Segment Open

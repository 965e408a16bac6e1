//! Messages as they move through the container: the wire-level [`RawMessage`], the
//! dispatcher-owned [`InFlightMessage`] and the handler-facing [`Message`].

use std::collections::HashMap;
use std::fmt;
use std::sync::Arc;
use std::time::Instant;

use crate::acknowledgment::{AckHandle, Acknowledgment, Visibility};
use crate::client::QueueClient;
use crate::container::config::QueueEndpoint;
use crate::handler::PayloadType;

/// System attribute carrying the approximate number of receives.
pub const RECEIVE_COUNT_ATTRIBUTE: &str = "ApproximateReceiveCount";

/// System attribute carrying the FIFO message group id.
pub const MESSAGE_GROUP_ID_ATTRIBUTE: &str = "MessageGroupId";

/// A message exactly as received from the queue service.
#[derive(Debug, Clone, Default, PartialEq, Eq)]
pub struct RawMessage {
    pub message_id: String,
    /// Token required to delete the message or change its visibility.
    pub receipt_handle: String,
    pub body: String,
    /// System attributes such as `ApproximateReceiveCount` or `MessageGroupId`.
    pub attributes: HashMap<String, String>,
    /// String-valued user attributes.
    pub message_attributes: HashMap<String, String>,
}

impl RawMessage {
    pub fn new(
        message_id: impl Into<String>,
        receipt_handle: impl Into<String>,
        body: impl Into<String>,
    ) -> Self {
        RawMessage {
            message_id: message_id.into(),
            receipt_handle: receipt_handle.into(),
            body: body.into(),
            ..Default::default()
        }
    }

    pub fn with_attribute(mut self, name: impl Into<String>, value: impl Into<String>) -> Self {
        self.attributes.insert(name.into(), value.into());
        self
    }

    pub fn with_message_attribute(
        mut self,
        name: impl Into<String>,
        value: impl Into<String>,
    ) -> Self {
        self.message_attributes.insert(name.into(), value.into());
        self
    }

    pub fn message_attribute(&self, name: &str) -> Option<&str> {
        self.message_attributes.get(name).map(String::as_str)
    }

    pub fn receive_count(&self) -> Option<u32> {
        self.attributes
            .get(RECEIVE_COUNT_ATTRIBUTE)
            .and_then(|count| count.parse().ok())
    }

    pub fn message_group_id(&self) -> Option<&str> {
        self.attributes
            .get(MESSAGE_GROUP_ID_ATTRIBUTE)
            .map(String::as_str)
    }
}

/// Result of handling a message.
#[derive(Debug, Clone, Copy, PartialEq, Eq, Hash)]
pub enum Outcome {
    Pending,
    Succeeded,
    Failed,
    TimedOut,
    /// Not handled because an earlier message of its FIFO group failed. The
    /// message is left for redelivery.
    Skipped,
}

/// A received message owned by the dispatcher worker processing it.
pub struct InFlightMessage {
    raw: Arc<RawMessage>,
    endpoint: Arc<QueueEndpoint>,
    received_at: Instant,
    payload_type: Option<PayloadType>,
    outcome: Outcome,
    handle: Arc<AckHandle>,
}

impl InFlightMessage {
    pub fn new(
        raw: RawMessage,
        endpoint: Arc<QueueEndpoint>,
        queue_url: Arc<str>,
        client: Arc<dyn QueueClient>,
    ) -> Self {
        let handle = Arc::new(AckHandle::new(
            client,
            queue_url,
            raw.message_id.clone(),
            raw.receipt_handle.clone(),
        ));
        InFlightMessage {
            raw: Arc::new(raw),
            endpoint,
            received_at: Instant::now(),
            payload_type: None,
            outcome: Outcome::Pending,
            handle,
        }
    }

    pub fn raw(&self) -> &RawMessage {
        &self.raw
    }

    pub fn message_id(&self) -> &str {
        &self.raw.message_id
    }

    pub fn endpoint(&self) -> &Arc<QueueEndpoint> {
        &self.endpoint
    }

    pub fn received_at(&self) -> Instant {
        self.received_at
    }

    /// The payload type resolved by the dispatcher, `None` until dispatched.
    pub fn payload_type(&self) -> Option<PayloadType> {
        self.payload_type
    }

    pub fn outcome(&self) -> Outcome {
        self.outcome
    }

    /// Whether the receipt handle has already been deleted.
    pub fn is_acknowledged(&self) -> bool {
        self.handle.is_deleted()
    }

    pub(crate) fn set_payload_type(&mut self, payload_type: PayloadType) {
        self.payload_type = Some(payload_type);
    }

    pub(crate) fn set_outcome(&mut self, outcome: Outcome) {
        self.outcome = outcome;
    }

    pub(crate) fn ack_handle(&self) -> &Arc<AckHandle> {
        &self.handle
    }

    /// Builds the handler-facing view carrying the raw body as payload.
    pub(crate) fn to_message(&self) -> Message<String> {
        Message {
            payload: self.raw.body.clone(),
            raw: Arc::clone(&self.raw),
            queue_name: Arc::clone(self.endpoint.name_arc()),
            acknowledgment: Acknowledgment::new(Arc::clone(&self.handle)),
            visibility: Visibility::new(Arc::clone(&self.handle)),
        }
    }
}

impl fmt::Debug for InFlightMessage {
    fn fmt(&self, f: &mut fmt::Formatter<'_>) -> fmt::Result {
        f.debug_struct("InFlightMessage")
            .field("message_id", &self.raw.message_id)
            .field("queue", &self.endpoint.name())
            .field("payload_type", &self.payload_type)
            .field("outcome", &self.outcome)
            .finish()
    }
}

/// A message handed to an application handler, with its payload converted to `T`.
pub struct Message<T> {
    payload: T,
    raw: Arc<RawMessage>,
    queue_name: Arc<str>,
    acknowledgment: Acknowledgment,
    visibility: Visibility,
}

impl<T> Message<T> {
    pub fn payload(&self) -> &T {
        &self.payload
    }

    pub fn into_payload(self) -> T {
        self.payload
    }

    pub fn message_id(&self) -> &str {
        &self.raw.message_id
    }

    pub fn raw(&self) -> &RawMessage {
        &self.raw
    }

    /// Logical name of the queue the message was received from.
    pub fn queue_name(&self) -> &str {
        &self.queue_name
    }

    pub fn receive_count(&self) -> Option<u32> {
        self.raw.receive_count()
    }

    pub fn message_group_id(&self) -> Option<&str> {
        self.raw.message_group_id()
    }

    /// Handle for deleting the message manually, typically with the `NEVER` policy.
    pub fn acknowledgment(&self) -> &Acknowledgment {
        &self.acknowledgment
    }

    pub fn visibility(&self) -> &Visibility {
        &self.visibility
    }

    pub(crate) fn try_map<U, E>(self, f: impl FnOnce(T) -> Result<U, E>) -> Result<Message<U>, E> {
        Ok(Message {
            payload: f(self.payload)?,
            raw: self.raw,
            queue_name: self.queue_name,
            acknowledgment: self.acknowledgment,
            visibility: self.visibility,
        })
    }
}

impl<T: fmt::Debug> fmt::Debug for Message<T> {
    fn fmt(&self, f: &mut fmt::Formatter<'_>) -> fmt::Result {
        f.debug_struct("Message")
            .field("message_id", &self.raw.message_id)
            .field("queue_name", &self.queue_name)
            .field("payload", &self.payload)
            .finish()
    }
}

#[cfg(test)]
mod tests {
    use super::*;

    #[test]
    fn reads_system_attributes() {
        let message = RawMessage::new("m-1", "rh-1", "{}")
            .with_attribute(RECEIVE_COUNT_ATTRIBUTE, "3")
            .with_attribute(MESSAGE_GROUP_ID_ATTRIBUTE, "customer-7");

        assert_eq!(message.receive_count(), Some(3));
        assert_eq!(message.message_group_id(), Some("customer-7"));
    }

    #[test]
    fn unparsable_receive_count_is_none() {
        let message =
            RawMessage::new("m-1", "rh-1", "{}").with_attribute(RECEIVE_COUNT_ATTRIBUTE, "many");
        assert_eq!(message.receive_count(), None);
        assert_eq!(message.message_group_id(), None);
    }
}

Segment Closed

**Problem to solve**
What lines above hold the word "MessageGroupId"? List them all.

**Output**
pub const MESSAGE_GROUP_ID_ATTRIBUTE: &str = "MessageGroupId";
    /// System attributes such as `ApproximateReceiveCount` or `MessageGroupId`.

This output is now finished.